### [What to work on]
Wherever a line of the records contains "iter", copy that line.

.....

use std::collections::VecDeque;

use loadelim_ir::{ElementAccess, Graph, NodeIndex, Type};

use crate::alias::{Aliasing, query_index_alias, query_object_alias, same_element_layout};

/// A known element value.
#[derive(new, Debug, Clone, Copy, PartialEq, Eq)]
pub struct Element {
    pub object: NodeIndex,
    pub index: NodeIndex,
    pub value: NodeIndex,
    /// The type the value is proven to have.
    pub ty: Type,
    pub access: ElementAccess,
}

/// A bounded list of known element values. Once full, the oldest entry is evicted.
#[derive(Debug, Clone, Default)]
pub struct AbstractElements {
    elements: VecDeque<Element>,
}

impl PartialEq for AbstractElements {
    /// Order of insertion doesn't matter, only the set of known elements.
    fn eq(&self, other: &Self) -> bool {
        self.len() == other.len() && self.iter().all(|it| other.elements.contains(it))
    }
}

impl Eq for AbstractElements {}

impl AbstractElements {
    pub fn lookup(
        &self,
        object: NodeIndex,
        index: NodeIndex,
        access: &ElementAccess,
    ) -> Option<&Element> {
        let representation = access.machine_type.representation;
        self.elements.iter().find(|element| {
            element.object == object
                && element.index == index
                && element.access.header_size == access.header_size
                && element
                    .access
                    .machine_type
                    .representation
                    .is_compatible(representation)
        })
    }

    /// A copy with `element` added, replacing any entry for the same object and index.
    pub fn extend(&self, element: Element, max_elements: usize) -> Self {
        let mut elements = self
            .elements
            .iter()
            .filter(|it| it.object != element.object || it.index != element.index)
            .copied()
            .collect::<VecDeque<_>>();
        elements.push_back(element);
        while elements.len() > max_elements {
            elements.pop_front();
        }
        Self { elements }
    }

    /// A copy without the elements a store of `access` at `object[index]` may overwrite.
    pub fn kill(
        &self,
        graph: &Graph,
        object: NodeIndex,
        index: NodeIndex,
        access: &ElementAccess,
    ) -> Self {
        let elements = self
            .elements
            .iter()
            .filter(|element| {
                query_object_alias(element.object, object) == Aliasing::NoAlias
                    || (same_element_layout(&element.access, access)
                        && query_index_alias(graph, element.index, index) == Aliasing::NoAlias)
            })
            .copied()
            .collect();
        Self { elements }
    }

    /// Elements known with the same value and a compatible layout in both lists, in the order of
    /// `self`.
    pub fn merge(&self, other: &AbstractElements) -> Self {
        let elements = self
            .elements
            .iter()
            .filter_map(|element| {
                let representation = element.access.machine_type.representation;
                let other = other.elements.iter().find(|it| {
                    it.object == element.object
                        && it.index == element.index
                        && it.value == element.value
                        && same_element_layout(&it.access, &element.access)
                        && it
                            .access
                            .machine_type
                            .representation
                            .is_compatible(representation)
                })?;
                Some(Element {
                    ty: element.ty.union(other.ty),
                    ..*element
                })
            })
            .collect();
        Self { elements }
    }

    pub fn is_empty(&self) -> bool {
        self.elements.is_empty()
    }

    pub fn len(&self) -> usize {
        self.elements.len()
    }

    pub fn iter(&self) -> impl Iterator<Item = &Element> {
        self.elements.iter()
    }
}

.....

### [Answer box]
        self.len() == other.len() && self.iter().all(|it| other.elements.contains(it))
        self.elements.iter().find(|element| {
            .iter()
            .iter()
            .iter()
                let other = other.elements.iter().find(|it| {
    pub fn iter(&self) -> impl Iterator<Item = &Element> {
        self.elements.iter()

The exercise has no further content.